L-asparaginase is an indispensable chemotherapeutic drug for patients with acute lymphoblastic leukemia (aLL), a life-threatening lymphoid neoplasm and the prime cause of cancer death among children. Previously, we reported that L-asparaginase kills aLL cells via an excessive rise in [Ca²⁺]_i due to IP3R-mediated ER Ca²⁺ release followed by stimulation of the intrinsic apoptotic pathway (Blood, 133, 2222-2232). We also demonstrated that L-asparaginase triggers ER Ca²⁺ release by targeting the G-protein-coupled receptor (GPCR), protease-activated receptor 2 (PAR2) (Cell Death & Discovery, 10:366). However, how L-asparaginase stimulates PAR2 remains unknown. Here, we show that elastase, which can disarm trypsin-mediated PAR2 activation by cleaving a S₆₇-V₆₈ residue downstream of the tethered ligand (TL) and removing it from PAR2, abrogates L-asparaginase-induced ER Ca²⁺ release, indicating that L-asparaginase targets the TL-containing PAR2 N-terminal extracellular domain to induce ER Ca²⁺ release.
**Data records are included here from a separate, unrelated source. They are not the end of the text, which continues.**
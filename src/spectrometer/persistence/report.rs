//! Per-experiment HTML report and the running log index.
//!
//! Reports are produced by substituting `%%key%%` placeholders in a template.
//! Placeholders without a value are left as they are. The log index is only
//! ever extended: each entry goes right after the entry marker.

use std::collections::BTreeMap;

use serde::{Deserialize, Serialize};

use crate::spectrometer::common::escape_markup;

pub const ENTRY_MARKER: &str = "<!--%%entry%%-->";

pub const DEFAULT_TEMPLATE: &str = r#"<!DOCTYPE html>
<html>
<head><meta charset="utf-8"><title>Experiment %%measurementTaken%%</title></head>
<body>
<h2>Experiment %%measurementTaken%%</h2>
<table>
<tr><td>Scientist</td><td>%%scientistName%%</td></tr>
<tr><td>Light source</td><td>%%lightSource%%</td></tr>
<tr><td>Transmission sample</td><td>%%transmissionSample%%</td></tr>
<tr><td>Shutter (us)</td><td>%%shutter%%</td></tr>
</table>
<p>%%experimentNotes%%</p>
<img src="images/spectrum-%%measurementTaken%%.svg">
<img src="images/processed-%%measurementTaken%%.tiff">
<p><a href="data/spectrum-%%measurementTaken%%.csv">Spectrum data (CSV)</a></p>
</body>
</html>
"#;

pub const DEFAULT_INDEX: &str = r#"<!DOCTYPE html>
<html>
<head><meta charset="utf-8"><title>Spectrometer log book</title></head>
<body>
<h2>Log book</h2>
<table>
<!--%%entry%%-->
</table>
</body>
</html>
"#;

/// Free-text description of an experiment as entered by the operator.
#[derive(Debug, Clone, PartialEq, Serialize, Deserialize)]
#[serde(default)]
pub struct ExperimentMetadata {
    pub scientist: String,
    pub light_source: String,
    pub sample: String,
    pub notes: String,
}

impl Default for ExperimentMetadata {
    fn default() -> Self {
        Self {
            scientist: String::new(),
            light_source: String::new(),
            sample: "None".to_string(),
            notes: String::new(),
        }
    }
}

pub fn report_values(metadata: &ExperimentMetadata, stamp: &str, shutter_us: u32) -> BTreeMap<&'static str, String> {
    BTreeMap::from([
        ("lightSource", metadata.light_source.clone()),
        ("measurementTaken", stamp.to_string()),
        ("scientistName", metadata.scientist.clone()),
        ("transmissionSample", metadata.sample.clone()),
        ("shutter", shutter_us.to_string()),
        ("experimentNotes", metadata.notes.clone()),
    ])
}

/// Substitutes placeholders in one pass over `template`. Inserted values are
/// never scanned again, so operator text containing `%%key%%` stays literal.
pub fn fill_template(template: &str, values: &BTreeMap<&str, String>) -> String {
    let mut page = String::with_capacity(template.len());
    let mut rest = template;
    while let Some(open) = rest.find("%%") {
        page.push_str(&rest[..open]);
        let after = &rest[open + 2..];
        let Some(close) = after.find("%%") else {
            rest = &rest[open..];
            break;
        };
        match values.get(&after[..close]) {
            Some(value) => {
                page.push_str(&escape_markup(value));
                rest = &after[close + 2..];
            }
            None => {
                // unknown key: keep the opening marker, the closing one may start a real placeholder
                page.push_str("%%");
                rest = after;
            }
        }
    }
    page.push_str(rest);
    page
}

#[derive(Debug, Clone, Copy)]
pub struct LogEntry<'a> {
    pub stamp: &'a str,
    pub scientist: &'a str,
    pub light_source: &'a str,
    pub sample: &'a str,
}

impl<'a> LogEntry<'a> {
    pub fn new(stamp: &'a str, metadata: &'a ExperimentMetadata) -> Self {
        Self {
            stamp,
            scientist: &metadata.scientist,
            light_source: &metadata.light_source,
            sample: &metadata.sample,
        }
    }

    pub fn to_html(&self) -> String {
        format!(
            r#"<tr><td><img src="images/processed-{stamp}.tiff" align="right">
    Scientist: <strong>{}</strong><br>
    Light source: <strong>{}</strong><br>
    Transmission sample: <strong>{}</strong><br>
    Date and time: <strong>{stamp}</strong><br>
    <a href="experiment-{stamp}.html" target="_blank"><button>Details</button></a></td></tr>"#,
            escape_markup(self.scientist),
            escape_markup(self.light_source),
            escape_markup(self.sample),
            stamp = escape_markup(self.stamp),
        )
    }
}

/// Returns `index` with `entry` placed right after the first entry marker.
/// Without a marker the marker and entry are appended at the end.
pub fn insert_log_entry(index: &str, entry: &LogEntry<'_>) -> String {
    let block = format!("{}\n{}", ENTRY_MARKER, entry.to_html());
    match index.find(ENTRY_MARKER) {
        Some(at) => {
            let mut out = String::with_capacity(index.len() + block.len());
            out.push_str(&index[..at]);
            out.push_str(&block);
            out.push_str(&index[at + ENTRY_MARKER.len()..]);
            out
        }
        None => format!("{}\n{}\n", index.trim_end(), block),
    }
}

#[cfg(test)]
mod tests {
    use super::*;

    fn metadata() -> ExperimentMetadata {
        ExperimentMetadata {
            scientist: "Ada".to_string(),
            light_source: "NeoPixel - #ffffff".to_string(),
            sample: "Red <filter>".to_string(),
            notes: "first run".to_string(),
        }
    }

    #[test]
    fn test_fill_template_leaves_unknown_placeholders() {
        let values = report_values(&metadata(), "20240101-120000", 200_000);
        let page = fill_template("%%scientistName%% %%shutter%% %%unknown%% %%transmissionSample%%", &values);
        assert_eq!(page, "Ada 200000 %%unknown%% Red &lt;filter&gt;");
    }

    #[test]
    fn test_placeholders_in_operator_text_stay_literal() {
        let meta = ExperimentMetadata {
            notes: "literal %%scientistName%% and %%shutter%%".to_string(),
            ..metadata()
        };
        let values = report_values(&meta, "20240101-120000", 1);
        let page = fill_template("<p>%%experimentNotes%%</p> by %%scientistName%%", &values);
        assert_eq!(page, "<p>literal %%scientistName%% and %%shutter%%</p> by Ada");
    }

    #[test]
    fn test_unclosed_and_adjacent_markers() {
        let values = report_values(&metadata(), "20240101-120000", 5);
        assert_eq!(fill_template("%%%%shutter%% 50%% off", &values), "%%5 50%% off");
        assert_eq!(fill_template("<!--%%entry%%-->", &values), "<!--%%entry%%-->");
    }

    #[test]
    fn test_default_template_fully_filled() {
        let values = report_values(&metadata(), "20240101-120000", 200_000);
        let page = fill_template(DEFAULT_TEMPLATE, &values);
        assert!(!page.contains("%%"));
        assert!(page.contains("spectrum-20240101-120000.csv"));
    }

    #[test]
    fn test_entries_accumulate_newest_first() {
        let meta = metadata();
        let once = insert_log_entry(DEFAULT_INDEX, &LogEntry::new("20240101-120000", &meta));
        let twice = insert_log_entry(&once, &LogEntry::new("20240102-080000", &meta));

        assert_eq!(twice.matches(ENTRY_MARKER).count(), 1);
        let newer = twice.find("experiment-20240102-080000.html").unwrap();
        let older = twice.find("experiment-20240101-120000.html").unwrap();
        assert!(newer < older);
        // nothing from the previous page is lost
        assert!(twice.contains("<h2>Log book</h2>"));
        assert!(twice.ends_with("</html>\n"));
    }

    #[test]
    fn test_index_without_marker_is_extended() {
        let meta = metadata();
        let page = insert_log_entry("<p>old</p>", &LogEntry::new("1", &meta));
        assert!(page.starts_with("<p>old</p>\n"));
        assert!(page.contains(ENTRY_MARKER));
        assert!(page.contains("experiment-1.html"));
    }

    #[test]
    fn test_metadata_defaults() {
        let meta: ExperimentMetadata = serde_json::from_str(r#"{"scientist": "Bo"}"#).unwrap();
        assert_eq!(meta.scientist, "Bo");
        assert_eq!(meta.sample, "None");
    }
}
Inactive forms (T₁₁₁V/K₁₈₄T or D₁₁₂T/K₁₈₄T) of L-asparaginase do not induce ER Ca²⁺ release in μ-opioid receptor 1 (µ-OR1)-knockdown aLL cells, suggesting that L-asparaginase action on PAR2 requires its enzymatic activity. Time-lapse confocal microscopy of cells expressing mRFP-hPAR2-eYFP and nanoluciferase (Nluc) reporter release assays of cells expressing Nluc-hPAR2-eYFP showed that L-asparaginase cleaves PAR2 at the N-terminal extracellular I₂₆-G₇₁ domain. Cleavage assay of a PAR2 N-terminal peptide by L-asparaginase and subsequent LC-MS/MS analysis show that L-asparaginase is a PAR2 protease that cleaves N₃₀-R₃₁ and R₃₁-S₃₂ residues, unmasking the PAR2 TL. Thus, our findings reveal for the first time the molecular mechanism through which L-asparaginase activates PAR2, leading to perturbation of intracellular Ca²⁺ homeostasis and aLL cell apoptosis.